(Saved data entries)
- - - - -

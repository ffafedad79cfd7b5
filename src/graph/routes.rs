use super::assets::index_page;
use super::layout::{DEFAULT_MAX_TICKS, Viewport, settle};
use super::{LinkGraph, Neighborhood, neighborhood, resolve_start};
use crate::config::ViewerConfig;
use crate::style;
use axum::{
    Json, Router,
    extract::{Query, State},
    http::StatusCode,
    response::{Html, IntoResponse, Response},
    routing::get,
};
use serde::Deserialize;
use std::sync::Arc;
use tower_http::cors::{Any, CorsLayer};
use tracing::{debug, error, info};

/// Application state shared across handlers
pub struct AppState {
    pub graph: LinkGraph,
    pub viewer: ViewerConfig,
}

impl AppState {
    pub fn new(graph: LinkGraph, viewer: ViewerConfig) -> Self {
        Self { graph, viewer }
    }

    /// Requested hops are clamped to `viewer.max_hops`.
    fn neighborhood_for(&self, current: Option<&str>, hops: Option<usize>) -> Neighborhood {
        let hops = self.viewer.clamp_hops(hops);
        let location = current.unwrap_or("/");
        match resolve_start(&self.graph, location, &self.viewer.section_root) {
            Some(start) => neighborhood(&self.graph, start, hops),
            None => Neighborhood::empty(hops),
        }
    }
}

#[derive(Debug, Deserialize)]
pub struct NeighborhoodQuery {
    pub current: Option<String>,
    pub hops: Option<usize>,
}

#[derive(Debug, Deserialize)]
pub struct LayoutQuery {
    pub current: Option<String>,
    pub hops: Option<usize>,
    pub width: Option<f64>,
    pub height: Option<f64>,
}

pub fn router(state: Arc<AppState>) -> Router {
    let cors = CorsLayer::new().allow_origin(Any).allow_methods(Any);

    Router::new()
        .route("/", get(index_handler))
        .route("/graph.json", get(document_handler))
        .route("/api/neighborhood", get(neighborhood_handler))
        .route("/api/layout", get(layout_handler))
        .layer(cors)
        .with_state(state)
}

/// Start the HTTP server for the graph viewer
pub async fn serve(state: AppState, port: u16, open_browser: bool) -> std::io::Result<()> {
    let nodes = state.graph.node_count();
    let app = router(Arc::new(state));

    let addr = format!("127.0.0.1:{}", port);
    let url = format!("http://{}", addr);

    let listener = tokio::net::TcpListener::bind(&addr).await?;
    info!(%addr, nodes, "Serving graph viewer");

    style::header("Starting sitegraph viewer...");
    style::status(&format!("Open in browser: {}", style::url(&url)));
    style::hint("Press Ctrl+C to stop");

    if open_browser {
        if let Err(e) = open::that(&url) {
            style::warning(&format!("Could not open browser: {}", e));
        }
    }

    axum::serve(listener, app).await
}

async fn index_handler(State(state): State<Arc<AppState>>) -> impl IntoResponse {
    Html(index_page(&state.viewer))
}

async fn document_handler(State(state): State<Arc<AppState>>) -> impl IntoResponse {
    Json(state.graph.document().clone())
}

async fn neighborhood_handler(
    State(state): State<Arc<AppState>>,
    Query(query): Query<NeighborhoodQuery>,
) -> impl IntoResponse {
    let hood = state.neighborhood_for(query.current.as_deref(), query.hops);
    debug!(current = ?query.current, start = ?hood.start, nodes = hood.nodes.len(), "Neighborhood request");
    Json(hood)
}

/// The simulation is CPU-bound, so it runs on the blocking pool instead of
/// a runtime worker.
async fn layout_handler(
    State(state): State<Arc<AppState>>,
    Query(query): Query<LayoutQuery>,
) -> Response {
    let defaults = Viewport::default();
    let viewport = Viewport::new(
        query.width.unwrap_or(defaults.width),
        query.height.unwrap_or(defaults.height),
    );

    let task = tokio::task::spawn_blocking(move || {
        let hood = state.neighborhood_for(query.current.as_deref(), query.hops);
        settle(&hood, viewport, DEFAULT_MAX_TICKS)
    });

    match task.await {
        Ok(snapshot) => Json(snapshot).into_response(),
        Err(e) => {
            error!(error = %e, "Layout task failed");
            (StatusCode::INTERNAL_SERVER_ERROR, "layout failed").into_response()
        }
    }
}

- - - - -

» **WHAT YOU ARE ASKED TO DO**:
Give the records above again, word for word.

» **ANSWER SPACE**:
repository ffafedad79cfd7b5
filename src/graph/routes.rs
use super::assets::index_page;
use super::layout::{DEFAULT_MAX_TICKS, Viewport, settle};
use super::{LinkGraph, Neighborhood, neighborhood, resolve_start};
use crate::config::ViewerConfig;
use crate::style;
use axum::{
    Json, Router,
    extract::{Query, State},
    http::StatusCode,
    response::{Html, IntoResponse, Response},
    routing::get,
};
use serde::Deserialize;
use std::sync::Arc;
use tower_http::cors::{Any, CorsLayer};
use tracing::{debug, error, info};

/// Application state shared across handlers
pub struct AppState {
    pub graph: LinkGraph,
    pub viewer: ViewerConfig,
}

impl AppState {
    pub fn new(graph: LinkGraph, viewer: ViewerConfig) -> Self {
        Self { graph, viewer }
    }

    /// Requested hops are clamped to `viewer.max_hops`.
    fn neighborhood_for(&self, current: Option<&str>, hops: Option<usize>) -> Neighborhood {
        let hops = self.viewer.clamp_hops(hops);
        let location = current.unwrap_or("/");
        match resolve_start(&self.graph, location, &self.viewer.section_root) {
            Some(start) => neighborhood(&self.graph, start, hops),
            None => Neighborhood::empty(hops),
        }
    }
}

#[derive(Debug, Deserialize)]
pub struct NeighborhoodQuery {
    pub current: Option<String>,
    pub hops: Option<usize>,
}

#[derive(Debug, Deserialize)]
pub struct LayoutQuery {
    pub current: Option<String>,
    pub hops: Option<usize>,
    pub width: Option<f64>,
    pub height: Option<f64>,
}

pub fn router(state: Arc<AppState>) -> Router {
    let cors = CorsLayer::new().allow_origin(Any).allow_methods(Any);

    Router::new()
        .route("/", get(index_handler))
        .route("/graph.json", get(document_handler))
        .route("/api/neighborhood", get(neighborhood_handler))
        .route("/api/layout", get(layout_handler))
        .layer(cors)
        .with_state(state)
}

/// Start the HTTP server for the graph viewer
pub async fn serve(state: AppState, port: u16, open_browser: bool) -> std::io::Result<()> {
    let nodes = state.graph.node_count();
    let app = router(Arc::new(state));

    let addr = format!("127.0.0.1:{}", port);
    let url = format!("http://{}", addr);

    let listener = tokio::net::TcpListener::bind(&addr).await?;
    info!(%addr, nodes, "Serving graph viewer");

    style::header("Starting sitegraph viewer...");
    style::status(&format!("Open in browser: {}", style::url(&url)));
    style::hint("Press Ctrl+C to stop");

    if open_browser {
        if let Err(e) = open::that(&url) {
            style::warning(&format!("Could not open browser: {}", e));
        }
    }

    axum::serve(listener, app).await
}

async fn index_handler(State(state): State<Arc<AppState>>) -> impl IntoResponse {
    Html(index_page(&state.viewer))
}

async fn document_handler(State(state): State<Arc<AppState>>) -> impl IntoResponse {
    Json(state.graph.document().clone())
}

async fn neighborhood_handler(
    State(state): State<Arc<AppState>>,
    Query(query): Query<NeighborhoodQuery>,
) -> impl IntoResponse {
    let hood = state.neighborhood_for(query.current.as_deref(), query.hops);
    debug!(current = ?query.current, start = ?hood.start, nodes = hood.nodes.len(), "Neighborhood request");
    Json(hood)
}

/// The simulation is CPU-bound, so it runs on the blocking pool instead of
/// a runtime worker.
async fn layout_handler(
    State(state): State<Arc<AppState>>,
    Query(query): Query<LayoutQuery>,
) -> Response {
    let defaults = Viewport::default();
    let viewport = Viewport::new(
        query.width.unwrap_or(defaults.width),
        query.height.unwrap_or(defaults.height),
    );

    let task = tokio::task::spawn_blocking(move || {
        let hood = state.neighborhood_for(query.current.as_deref(), query.hops);
        settle(&hood, viewport, DEFAULT_MAX_TICKS)
    });

    match task.await {
        Ok(snapshot) => Json(snapshot).into_response(),
        Err(e) => {
            error!(error = %e, "Layout task failed");
            (StatusCode::INTERNAL_SERVER_ERROR, "layout failed").into_response()
        }
    }
}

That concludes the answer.